(Bloomberg) -- Moderna Inc. said it acted immediately to remove Jorge Gomez as chief financial officer earlier this week after it learned of an investigation related to the handling of incentives at his former company. 

Moderna said Friday that it learned of the probe at Dentsply Sirona Inc., where Gomez had previously been CFO, only when the maker of dental instruments and systems publicly disclosed an internal investigation on Tuesday morning, the day after Gomez started at Moderna.

“Within one hour” of learning about the inquiry, Moderna Chief Executive Officer Stephane Bancel met with external and internal lawyers and board chair Noubar Afeyan to decide how to proceed. The full board was convened for a special meeting later that day, the company said in a statement.

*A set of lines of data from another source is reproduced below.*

//! Decoding of image payloads into intensity grids.
//!
//! The drawing page posts its canvas as a data URL
//! (`data:image/png;base64,....`); bare base64 is accepted as well. Any format
//! the `image` crate is built with (PNG/JPEG/BMP/GIF) decodes, and the result
//! is converted to 8-bit luma with alpha discarded.

use base64::engine::general_purpose::STANDARD;
use base64::Engine as _;
use image::GrayImage;

use crate::error::DecodeError;
use crate::grid::IntensityGrid;

/// Decodes a base64 image payload, with or without a data-URL header, to a
/// grayscale grid.
///
/// With a header, the base64 is the text between the first and second
/// commas; anything after a second comma is ignored.
pub fn decode_payload(payload: &str) -> Result<IntensityGrid, DecodeError> {
    let payload = payload.trim();
    let mut parts = payload.split(',');
    let head = parts.next().unwrap_or_default();
    let encoded = parts.next().unwrap_or(head);
    if encoded.is_empty() {
        return Err(DecodeError::EmptyPayload);
    }
    let bytes = STANDARD.decode(encoded)?;
    decode_image_bytes(&bytes)
}

/// Decodes raw encoded image bytes to a grayscale grid.
pub fn decode_image_bytes(bytes: &[u8]) -> Result<IntensityGrid, DecodeError> {
    if bytes.is_empty() {
        return Err(DecodeError::EmptyPayload);
    }
    let img = image::load_from_memory(bytes)?;
    grid_from_luma8(&img.to_luma8())
}

/// Builds a grid from an 8-bit grayscale image, one sample per pixel.
pub fn grid_from_luma8(img: &GrayImage) -> Result<IntensityGrid, DecodeError> {
    let (width, height) = img.dimensions();
    let data = img.pixels().map(|p| f64::from(p.0[0])).collect();
    Ok(IntensityGrid::new(height as usize, width as usize, data)?)
}
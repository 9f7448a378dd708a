use std::path::Path;

use log::info;
use serde::Serialize;

use crate::classify::labels::LabelDecoder;
use crate::error::ClassifyError;
use crate::grid::{GridSize, IntensityGrid};
use crate::network::{InputType, Network};

/// Outcome of one classification.
#[derive(Debug, Clone, PartialEq, Serialize)]
pub struct Prediction {
    pub label: String,
    pub index: usize,
    /// Output activation at `index` (a probability for a softmax head).
    pub confidence: f64,
}

/// A loaded model plus its label decoder.
///
/// Built once at start-up and read-only afterwards; share it behind an `Arc`.
/// There is no reload: construct a new handle instead.
#[derive(Debug, Clone)]
pub struct Classifier {
    network: Network,
    labels: LabelDecoder,
    input: GridSize,
}

impl Classifier {
    /// Loads a JSON model file for grids of size `input`.
    pub fn load(path: impl AsRef<Path>, input: GridSize) -> Result<Classifier, ClassifyError> {
        let path = path.as_ref();
        let network = Network::load_json(path)?;
        let classifier = Classifier::new(network, input)?;
        info!(
            "loaded model {} ({} layers, {} inputs, {} labels)",
            path.display(),
            classifier.network.layers.len(),
            classifier.network.input_size(),
            classifier.labels.len()
        );
        Ok(classifier)
    }

    /// Wraps an in-memory network after checking that it can classify grids
    /// of size `input`.
    pub fn new(network: Network, input: GridSize) -> Result<Classifier, ClassifyError> {
        if network.layers.is_empty() {
            return Err(ClassifyError::NoLayers);
        }
        for (index, layer) in network.layers.iter().enumerate() {
            if !layer.is_well_formed() {
                return Err(ClassifyError::MalformedLayer { index });
            }
            if !layer.weights.is_finite() || !layer.biases.is_finite() {
                return Err(ClassifyError::NonFiniteWeights { index });
            }
        }
        for (index, pair) in network.layers.windows(2).enumerate() {
            if pair[1].input_size() != pair[0].size {
                return Err(ClassifyError::LayerChain {
                    index: index + 1,
                    expected: pair[1].input_size(),
                    actual: pair[0].size,
                });
            }
        }
        if network.input_size() != input.area() {
            return Err(ClassifyError::InputSizeMismatch {
                expected: network.input_size(),
                actual: input.area(),
            });
        }
        let declared = network.metadata.as_ref().and_then(|m| m.input_type.as_ref());
        if let Some(InputType::ImageGrayscale { width, height }) = declared {
            let declared = GridSize::new(*height as usize, *width as usize);
            if declared != input {
                return Err(ClassifyError::InputMismatch { expected: declared, actual: input });
            }
        }
        let labels = LabelDecoder::for_outputs(network.output_labels(), network.output_size())?;
        Ok(Classifier { network, labels, input })
    }

    pub fn input_size(&self) -> GridSize {
        self.input
    }

    pub fn labels(&self) -> &LabelDecoder {
        &self.labels
    }

    /// Classifies a grid of exactly `input_size()`.
    ///
    /// Samples are truncated to 8 bits and scaled to [0, 1] before the
    /// forward pass. The first maximal output wins ties.
    pub fn predict(&self, grid: &IntensityGrid) -> Result<Prediction, ClassifyError> {
        if grid.size() != self.input {
            return Err(ClassifyError::InputMismatch { expected: self.input, actual: grid.size() });
        }
        let output = self.network.forward(&grid.quantize_u8().normalized());
        if output.iter().any(|v| !v.is_finite()) {
            return Err(ClassifyError::NonFiniteOutput);
        }

        let (index, confidence) = output
            .iter()
            .copied()
            .enumerate()
            .fold((0, f64::NEG_INFINITY), |best, (i, v)| if v > best.1 { (i, v) } else { best });
        let label = self
            .labels
            .decode(index)
            .ok_or(ClassifyError::LabelCountMismatch {
                outputs: output.len(),
                labels: self.labels.len(),
            })?
            .to_owned();

        Ok(Prediction { label, index, confidence })
    }
}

“Upon meeting, the board made the determination that it was appropriate to separate Mr. Gomez from Moderna,” the company said. “Mr. Gomez was immediately informed of that decision.” 

Moderna announced Gomez’s departure the next morning, on May 11. Moderna said Friday that it was “unaware of the investigation until it was publicly disclosed,” and that it was confident it had conducted appropriate due diligence prior to the hiring of Gomez, including contacting former employers, which revealed no concerns.

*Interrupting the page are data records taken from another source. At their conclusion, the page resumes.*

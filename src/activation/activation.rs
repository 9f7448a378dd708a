use serde::{Serialize, Deserialize};
use std::f64::consts::{E, PI};

#[derive(Debug, Clone, PartialEq, Serialize, Deserialize)]
pub enum ActivationFunction {
    Sigmoid,
    ReLU,
    Identity,
    /// Softmax is a vector-valued activation; it is applied at the layer level
    /// by [`softmax`], never element-wise.
    Softmax,
    Tanh,
    LeakyReLU { alpha: f64 },
    Elu { alpha: f64 },
    Gelu,
    Swish,
}

impl ActivationFunction {
    /// Element-wise activation. `Softmax` passes values through unchanged
    /// here; `Layer::infer()` normalizes the whole output vector instead.
    pub fn function(&self, x: f64) -> f64 {
        match self {
            ActivationFunction::Sigmoid => 1.0 / (1.0 + E.powf(-x)),
            ActivationFunction::ReLU => if x > 0.0 { x } else { 0.0 },
            ActivationFunction::Identity | ActivationFunction::Softmax => x,
            ActivationFunction::Tanh => x.tanh(),
            ActivationFunction::LeakyReLU { alpha } => if x > 0.0 { x } else { alpha * x },
            ActivationFunction::Elu { alpha } => {
                if x > 0.0 { x } else { alpha * (E.powf(x) - 1.0) }
            }
            ActivationFunction::Gelu => {
                let c = (2.0_f64 / PI).sqrt();
                0.5 * x * (1.0 + (c * (x + 0.044715 * x.powi(3))).tanh())
            }
            ActivationFunction::Swish => x / (1.0 + E.powf(-x)),
        }
    }
}

/// Numerically stable softmax: shifts by the maximum before exponentiating.
pub fn softmax(logits: &[f64]) -> Vec<f64> {
    let max = logits.iter().copied().fold(f64::NEG_INFINITY, f64::max);
    let exps: Vec<f64> = logits.iter().map(|&z| (z - max).exp()).collect();
    let sum: f64 = exps.iter().sum();
    exps.into_iter().map(|e| e / sum).collect()
}

#[cfg(test)]
mod tests {
    use super::*;

    #[test]
    fn relu_clamps_negatives() {
        assert_eq!(ActivationFunction::ReLU.function(-3.0), 0.0);
        assert_eq!(ActivationFunction::ReLU.function(2.5), 2.5);
    }

    #[test]
    fn softmax_sums_to_one_and_keeps_order() {
        let p = softmax(&[1.0, 3.0, 2.0]);
        assert!((p.iter().sum::<f64>() - 1.0).abs() < 1e-12);
        assert!(p[1] > p[2] && p[2] > p[0]);
    }

    #[test]
    fn softmax_survives_large_logits() {
        let p = softmax(&[1000.0, 1000.0]);
        assert_eq!(p, vec![0.5, 0.5]);
    }

    #[test]
    fn activation_names_match_model_files() {
        let json = serde_json::to_string(&ActivationFunction::LeakyReLU { alpha: 0.1 }).unwrap();
        assert_eq!(json, r#"{"LeakyReLU":{"alpha":0.1}}"#);
        let relu: ActivationFunction = serde_json::from_str(r#""ReLU""#).unwrap();
        assert_eq!(relu, ActivationFunction::ReLU);
    }
}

Shares of Moderna, which have been under pressure this year, gained 5.3% on Friday in New York.

Gomez, 54, had served as CFO for Dentsply Sirona for almost three years before leaving for Moderna. The Charlotte, North Carolina-based company said Tuesday that it hasn’t finalized its assessment of the impact of the probe on its older financial statements or those for the first quarter, and will delay filing its 10-Q for the period.